» TASK DETAILS
Through the line that contains "pub fn create(&self, path: &str, size: usize)", return the data below exactly, starting at its first line; leave the rest out.
^^^^^^^^^^^^^^^^
//! 进程
//!
//! 一个进程拥有当前目录、打开文件表和一个地址空间。
//! 用户内存访问中发生的访问违规或内存耗尽都会终止进程，退出码为 -1。

use alloc::collections::BTreeMap;
use alloc::sync::Arc;
use fs::{Dir, File};
use mm::{AddressSpace, MmFile, PAGE_SIZE, VmError, VmResult, is_page_aligned};

use crate::boot::Kernel;
use crate::config::{FIRST_FD, MAX_OPEN_FILES};
use crate::error::{KernelError, KernelResult};
use crate::mm_bridge::FileWrapper;

/// 进程
pub struct Process {
    pid: u32,
    kernel: Arc<Kernel>,
    cwd: Option<Dir>,
    space: Option<AddressSpace>,
    files: BTreeMap<usize, File>,
    exit_status: Option<i32>,
}

impl Process {
    pub(crate) fn new(kernel: Arc<Kernel>, pid: u32, cwd: Dir, space: AddressSpace) -> Self {
        log::debug!("process {}: created", pid);
        Self {
            pid,
            kernel,
            cwd: Some(cwd),
            space: Some(space),
            files: BTreeMap::new(),
            exit_status: None,
        }
    }

    /// 进程号
    pub fn pid(&self) -> u32 {
        self.pid
    }

    /// 退出码，仍在运行时为 `None`
    pub fn exit_status(&self) -> Option<i32> {
        self.exit_status
    }

    /// 是否仍在运行
    pub fn is_alive(&self) -> bool {
        self.exit_status.is_none()
    }

    /// 地址空间
    pub fn space(&self) -> KernelResult<&AddressSpace> {
        match (&self.space, self.exit_status) {
            (Some(space), None) => Ok(space),
            (_, status) => Err(KernelError::Exited(status.unwrap_or(-1))),
        }
    }

    fn cwd(&self) -> KernelResult<&Dir> {
        match (&self.cwd, self.exit_status) {
            (Some(cwd), None) => Ok(cwd),
            (_, status) => Err(KernelError::Exited(status.unwrap_or(-1))),
        }
    }

    /// 当前目录的 inode 扇区
    pub fn cwd_sector(&self) -> KernelResult<u32> {
        Ok(self.cwd()?.sector())
    }

    // ---- 文件系统 ----

    /// 创建长度为 `size` 的文件
    pub fn create(&self, path: &str, size: usize) -> KernelResult<()> {
        Ok(self.kernel.fs().create(self.cwd_sector()?, path, size)?)
    }

    /// 创建目录
    pub fn mkdir(&self, path: &str) -> KernelResult<()> {
        Ok(self.kernel.fs().mkdir(self.cwd_sector()?, path)?)
    }

    /// 创建符号链接
    pub fn symlink(&self, target: &str, linkpath: &str) -> KernelResult<()> {
        Ok(self
            .kernel
            .fs()
            .symlink(self.cwd_sector()?, target, linkpath)?)
    }

    /// 删除文件或空目录
    pub fn remove(&self, path: &str) -> KernelResult<()> {
        Ok(self.kernel.fs().remove(self.cwd_sector()?, path)?)
    }

    /// 切换当前目录
    pub fn chdir(&mut self, path: &str) -> KernelResult<()> {
        let dir = self.kernel.fs().chdir(self.cwd_sector()?, path)?;
        self.cwd = Some(dir);
        Ok(())
    }

    /// 打开文件，返回最小的空闲描述符
    pub fn open(&mut self, path: &str) -> KernelResult<usize> {
        let file = self.kernel.fs().open_file(self.cwd_sector()?, path)?;
        let fd = (FIRST_FD..FIRST_FD + MAX_OPEN_FILES)
            .find(|fd| !self.files.contains_key(fd))
            .ok_or(KernelError::TooManyFiles)?;
        self.files.insert(fd, file);
        Ok(fd)
    }

    /// 关闭描述符
    pub fn close(&mut self, fd: usize) -> KernelResult<()> {
        self.files
            .remove(&fd)
            .map(drop)
            .ok_or(KernelError::BadDescriptor)
    }

    fn file(&self, fd: usize) -> KernelResult<&File> {
        self.files.get(&fd).ok_or(KernelError::BadDescriptor)
    }

    fn file_mut(&mut self, fd: usize) -> KernelResult<&mut File> {
        self.files.get_mut(&fd).ok_or(KernelError::BadDescriptor)
    }

    /// 从描述符的当前位置读取
    pub fn read(&mut self, fd: usize, buf: &mut [u8]) -> KernelResult<usize> {
        Ok(self.file_mut(fd)?.read(buf)?)
    }

    /// 在描述符的当前位置写入
    pub fn write(&mut self, fd: usize, buf: &[u8]) -> KernelResult<usize> {
        Ok(self.file_mut(fd)?.write(buf)?)
    }

    /// 设置读写位置
    pub fn seek(&mut self, fd: usize, pos: usize) -> KernelResult<()> {
        self.file_mut(fd)?.seek(pos);
        Ok(())
    }

    /// 当前读写位置
    pub fn tell(&self, fd: usize) -> KernelResult<usize> {
        Ok(self.file(fd)?.tell())
    }

    /// 文件长度
    pub fn filesize(&self, fd: usize) -> KernelResult<usize> {
        Ok(self.file(fd)?.len())
    }

    /// 禁止任何人写入该描述符对应的文件，关闭描述符时解除
    pub fn deny_write(&mut self, fd: usize) -> KernelResult<()> {
        Ok(self.file_mut(fd)?.deny_write()?)
    }

    /// inode 编号
    pub fn inumber(&self, fd: usize) -> KernelResult<u32> {
        Ok(self.file(fd)?.inumber())
    }

    // ---- 虚拟内存 ----

    /// 在 `[addr, addr + len)` 上登记全零的匿名页
    pub fn map_anon(&self, addr: usize, len: usize, writable: bool) -> KernelResult<()> {
        if !is_page_aligned(addr) || len == 0 {
            return Err(VmError::InvalidArgument.into());
        }
        let space = self.space()?;
        for i in 0..len.div_ceil(PAGE_SIZE) {
            space.alloc_anon(addr + i * PAGE_SIZE, writable)?;
        }
        Ok(())
    }

    /// 把描述符 `fd` 对应的文件映射到 `addr`
    pub fn mmap(
        &self,
        fd: usize,
        addr: usize,
        len: usize,
        writable: bool,
        offset: usize,
    ) -> KernelResult<usize> {
        let file: Arc<dyn MmFile> = Arc::new(FileWrapper(self.file(fd)?.reopen()));
        Ok(self.space()?.mmap(addr, len, writable, &file, offset)?)
    }

    /// 解除从 `addr` 开始的映射
    pub fn munmap(&self, addr: usize) -> KernelResult<()> {
        Ok(self.space()?.munmap(addr)?)
    }

    /// 以用户态身份读取内存；失败会终止进程
    pub fn read_user(&mut self, va: usize, buf: &mut [u8]) -> KernelResult<()> {
        let result = self.space()?.read_bytes(va, buf);
        self.check_fault(result)
    }

    /// 以用户态身份写入内存；失败会终止进程
    pub fn write_user(&mut self, va: usize, data: &[u8]) -> KernelResult<()> {
        let result = self.space()?.write_bytes(va, data);
        self.check_fault(result)
    }

    /// 缺页陷入；无法处理时终止进程
    pub fn page_fault(&mut self, va: usize, is_write: bool, not_present: bool) -> KernelResult<()> {
        let result = self.space()?.handle_fault(va, is_write, not_present);
        self.check_fault(result)
    }

    fn check_fault<T>(&mut self, result: VmResult<T>) -> KernelResult<T> {
        result.map_err(|e| {
            match e {
                VmError::OutOfMemory => log::error!("process {}: out of memory", self.pid),
                e => log::warn!("process {}: killed by {:?}", self.pid, e),
            }
            self.exit(-1);
            KernelError::Vm(e)
        })
    }

    // ---- 生命周期 ----

    /// 复制出子进程：地址空间写时复制，当前目录与打开的文件各自重新打开
    pub fn fork(&self) -> KernelResult<Process> {
        let space = self.kernel.fork_space(self.space()?)?;
        let cwd = self.cwd()?.reopen();
        let pid = self.kernel.alloc_pid();
        let mut child = Process::new(Arc::clone(&self.kernel), pid, cwd, space);
        for (&fd, file) in &self.files {
            child.files.insert(fd, file.duplicate()?);
        }
        Ok(child)
    }

    /// 退出：销毁地址空间（映射的脏页写回文件），关闭所有文件。重复调用无效果。
    pub fn exit(&mut self, status: i32) {
        if self.exit_status.is_some() {
            return;
        }
        self.exit_status = Some(status);
        self.space = None;
        self.files.clear();
        self.cwd = None;
        log::info!("process {}: exit({})", self.pid, status);
    }
}

impl Drop for Process {
    fn drop(&mut self) {
        self.exit(0);
    }
}

#[cfg(test)]
mod tests {
    use super::*;
    use crate::test_util;
    use alloc::vec;
    use alloc::vec::Vec;
    use fs::FsError;

    const HEAP: usize = 0x1000_0000;

    #[test]
    fn test_descriptor_io() {
        let kernel = test_util::boot();
        let mut proc = kernel.spawn().unwrap();
        proc.create("notes", 0).unwrap();
        let fd = proc.open("notes").unwrap();
        assert_eq!(fd, FIRST_FD);

        assert_eq!(proc.write(fd, b"hello kernel").unwrap(), 12);
        assert_eq!(proc.tell(fd).unwrap(), 12);
        assert_eq!(proc.filesize(fd).unwrap(), 12);
        proc.seek(fd, 6).unwrap();
        let mut buf = [0u8; 16];
        assert_eq!(proc.read(fd, &mut buf).unwrap(), 6);
        assert_eq!(&buf[..6], b"kernel");

        proc.close(fd).unwrap();
        assert_eq!(proc.close(fd), Err(KernelError::BadDescriptor));
        assert_eq!(proc.read(fd, &mut buf), Err(KernelError::BadDescriptor));
        assert_eq!(proc.open("missing"), Err(KernelError::Fs(FsError::NotFound)));
    }

    #[test]
    fn test_lowest_free_descriptor_reused() {
        let kernel = test_util::boot();
        let mut proc = kernel.spawn().unwrap();
        proc.create("f", 0).unwrap();
        let a = proc.open("f").unwrap();
        let b = proc.open("f").unwrap();
        assert_eq!(b, a + 1);
        assert_eq!(proc.inumber(a).unwrap(), proc.inumber(b).unwrap());
        proc.close(a).unwrap();
        assert_eq!(proc.open("f").unwrap(), a);
    }

    #[test]
    fn test_deny_write_until_close() {
        let kernel = test_util::boot();
        let mut proc = kernel.spawn().unwrap();
        proc.create("prog", 0).unwrap();
        let exe = proc.open("prog").unwrap();
        let other = proc.open("prog").unwrap();
        proc.deny_write(exe).unwrap();
        assert_eq!(proc.write(other, b"x"), Err(KernelError::Fs(FsError::WriteDenied)));
        proc.close(exe).unwrap();
        assert_eq!(proc.write(other, b"x").unwrap(), 1);
    }

    #[test]
    fn test_fork_keeps_deny_write() {
        let kernel = test_util::boot();
        let mut parent = kernel.spawn().unwrap();
        parent.create("prog", 0).unwrap();
        let exe = parent.open("prog").unwrap();
        parent.deny_write(exe).unwrap();

        let mut child = parent.fork().unwrap();
        parent.close(exe).unwrap();
        let fd = parent.open("prog").unwrap();
        assert_eq!(parent.write(fd, b"x"), Err(KernelError::Fs(FsError::WriteDenied)));

        child.close(exe).unwrap();
        assert_eq!(parent.write(fd, b"x").unwrap(), 1);
    }

    #[test]
    fn test_cwd_cannot_be_removed() {
        let kernel = test_util::boot();
        let mut proc = kernel.spawn().unwrap();
        proc.mkdir("/work").unwrap();
        proc.chdir("work").unwrap();
        proc.create("inside", 0).unwrap();
        assert!(proc.open("/work/inside").is_ok());
        assert_eq!(proc.remove("/work"), Err(KernelError::Fs(FsError::Busy)));
        proc.chdir("..").unwrap();
        proc.remove("/work/inside").unwrap();
        proc.remove("/work").unwrap();
    }

    #[test]
    fn test_mmap_changes_reach_file() {
        let kernel = test_util::boot();
        let mut proc = kernel.spawn().unwrap();
        let data: Vec<u8> = test_support::pattern(5000, 11).collect();
        proc.create("data", 0).unwrap();
        let fd = proc.open("data").unwrap();
        proc.write(fd, &data).unwrap();

        assert_eq!(proc.mmap(fd, HEAP, 5000, true, 0).unwrap(), HEAP);
        let mut mapped = vec![0u8; 5000];
        proc.read_user(HEAP, &mut mapped).unwrap();
        assert_eq!(mapped, data);

        // 关闭描述符不影响映射
        proc.close(fd).unwrap();
        proc.write_user(HEAP + 4000, b"patched").unwrap();
        proc.munmap(HEAP).unwrap();

        let fd = proc.open("data").unwrap();
        let mut back = vec![0u8; 5000];
        assert_eq!(proc.read(fd, &mut back).unwrap(), 5000);
        assert_eq!(&back[4000..4007], b"patched");
        assert_eq!(&back[..4000], &data[..4000]);
    }

    #[test]
    fn test_bad_access_kills_process() {
        let kernel = test_util::boot();
        let mut proc = kernel.spawn().unwrap();
        proc.map_anon(HEAP, PAGE_SIZE, false).unwrap();

        assert_eq!(
            proc.write_user(HEAP, b"x"),
            Err(KernelError::Vm(VmError::AccessViolation))
        );
        assert_eq!(proc.exit_status(), Some(-1));
        assert!(!proc.is_alive());
        assert_eq!(proc.create("late", 0), Err(KernelError::Exited(-1)));
        assert_eq!(kernel.vm().space_count(), 0);
    }

    #[test]
    fn test_out_of_memory_is_fatal() {
        let mut config = test_util::config();
        config.vm.frame_limit = 1;
        let kernel = test_util::boot_with(config, 1);
        let mut proc = kernel.spawn().unwrap();
        proc.map_anon(HEAP, 3 * PAGE_SIZE, true).unwrap();

        proc.write_user(HEAP, b"a").unwrap();
        proc.write_user(HEAP + PAGE_SIZE, b"b").unwrap();
        assert_eq!(
            proc.write_user(HEAP + 2 * PAGE_SIZE, b"c"),
            Err(KernelError::Vm(VmError::OutOfMemory))
        );
        assert_eq!(proc.exit_status(), Some(-1));
        assert_eq!(kernel.vm().frames_in_use(), 0);
        assert_eq!(kernel.vm().swap_slots_in_use(), 0);
    }

    #[test]
    fn test_fork_copies_memory_files_and_cwd() {
        let kernel = test_util::boot();
        let mut parent = kernel.spawn().unwrap();
        parent.mkdir("home").unwrap();
        parent.create("home/log", 0).unwrap();
        let fd = parent.open("home/log").unwrap();
        parent.write(fd, b"0123").unwrap();
        parent.map_anon(HEAP, PAGE_SIZE, true).unwrap();
        parent.write_user(HEAP, b"parent").unwrap();

        let mut child = parent.fork().unwrap();
        assert_ne!(child.pid(), parent.pid());
        assert_eq!(child.tell(fd).unwrap(), 4);

        let mut buf = [0u8; 6];
        child.read_user(HEAP, &mut buf).unwrap();
        assert_eq!(&buf, b"parent");
        child.write_user(HEAP, b"child!").unwrap();
        parent.read_user(HEAP, &mut buf).unwrap();
        assert_eq!(&buf, b"parent");

        child.chdir("home").unwrap();
        assert_ne!(child.cwd_sector().unwrap(), parent.cwd_sector().unwrap());
        assert!(child.open("log").is_ok());
        assert!(parent.open("log").is_err());

        child.exit(3);
        assert_eq!(child.exit_status(), Some(3));
        assert_eq!(kernel.vm().space_count(), 1);
        parent.read_user(HEAP, &mut buf).unwrap();
        assert_eq!(&buf, b"parent");
    }

    #[test]
    fn test_stack_growth_through_traps() {
        let kernel = test_util::boot();
        let mut proc = kernel.spawn().unwrap();
        let top = kernel.config().vm.user_stack_top;
        proc.page_fault(top - 8, true, true).unwrap();
        assert_eq!(proc.space().unwrap().page_count(), 1);
        proc.write_user(top - 16, &[7; 16]).unwrap();
        assert!(proc.page_fault(top - 64 * PAGE_SIZE, true, true).is_err());
        assert!(!proc.is_alive());
    }
}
^^^^^^^^^^^^^^^^
» SOLVED PROBLEM
//! 进程
//!
//! 一个进程拥有当前目录、打开文件表和一个地址空间。
//! 用户内存访问中发生的访问违规或内存耗尽都会终止进程，退出码为 -1。

use alloc::collections::BTreeMap;
use alloc::sync::Arc;
use fs::{Dir, File};
use mm::{AddressSpace, MmFile, PAGE_SIZE, VmError, VmResult, is_page_aligned};

use crate::boot::Kernel;
use crate::config::{FIRST_FD, MAX_OPEN_FILES};
use crate::error::{KernelError, KernelResult};
use crate::mm_bridge::FileWrapper;

/// 进程
pub struct Process {
    pid: u32,
    kernel: Arc<Kernel>,
    cwd: Option<Dir>,
    space: Option<AddressSpace>,
    files: BTreeMap<usize, File>,
    exit_status: Option<i32>,
}

impl Process {
    pub(crate) fn new(kernel: Arc<Kernel>, pid: u32, cwd: Dir, space: AddressSpace) -> Self {
        log::debug!("process {}: created", pid);
        Self {
            pid,
            kernel,
            cwd: Some(cwd),
            space: Some(space),
            files: BTreeMap::new(),
            exit_status: None,
        }
    }

    /// 进程号
    pub fn pid(&self) -> u32 {
        self.pid
    }

    /// 退出码，仍在运行时为 `None`
    pub fn exit_status(&self) -> Option<i32> {
        self.exit_status
    }

    /// 是否仍在运行
    pub fn is_alive(&self) -> bool {
        self.exit_status.is_none()
    }

    /// 地址空间
    pub fn space(&self) -> KernelResult<&AddressSpace> {
        match (&self.space, self.exit_status) {
            (Some(space), None) => Ok(space),
            (_, status) => Err(KernelError::Exited(status.unwrap_or(-1))),
        }
    }

    fn cwd(&self) -> KernelResult<&Dir> {
        match (&self.cwd, self.exit_status) {
            (Some(cwd), None) => Ok(cwd),
            (_, status) => Err(KernelError::Exited(status.unwrap_or(-1))),
        }
    }

    /// 当前目录的 inode 扇区
    pub fn cwd_sector(&self) -> KernelResult<u32> {
        Ok(self.cwd()?.sector())
    }

    // ---- 文件系统 ----

    /// 创建长度为 `size` 的文件
    pub fn create(&self, path: &str, size: usize) -> KernelResult<()> {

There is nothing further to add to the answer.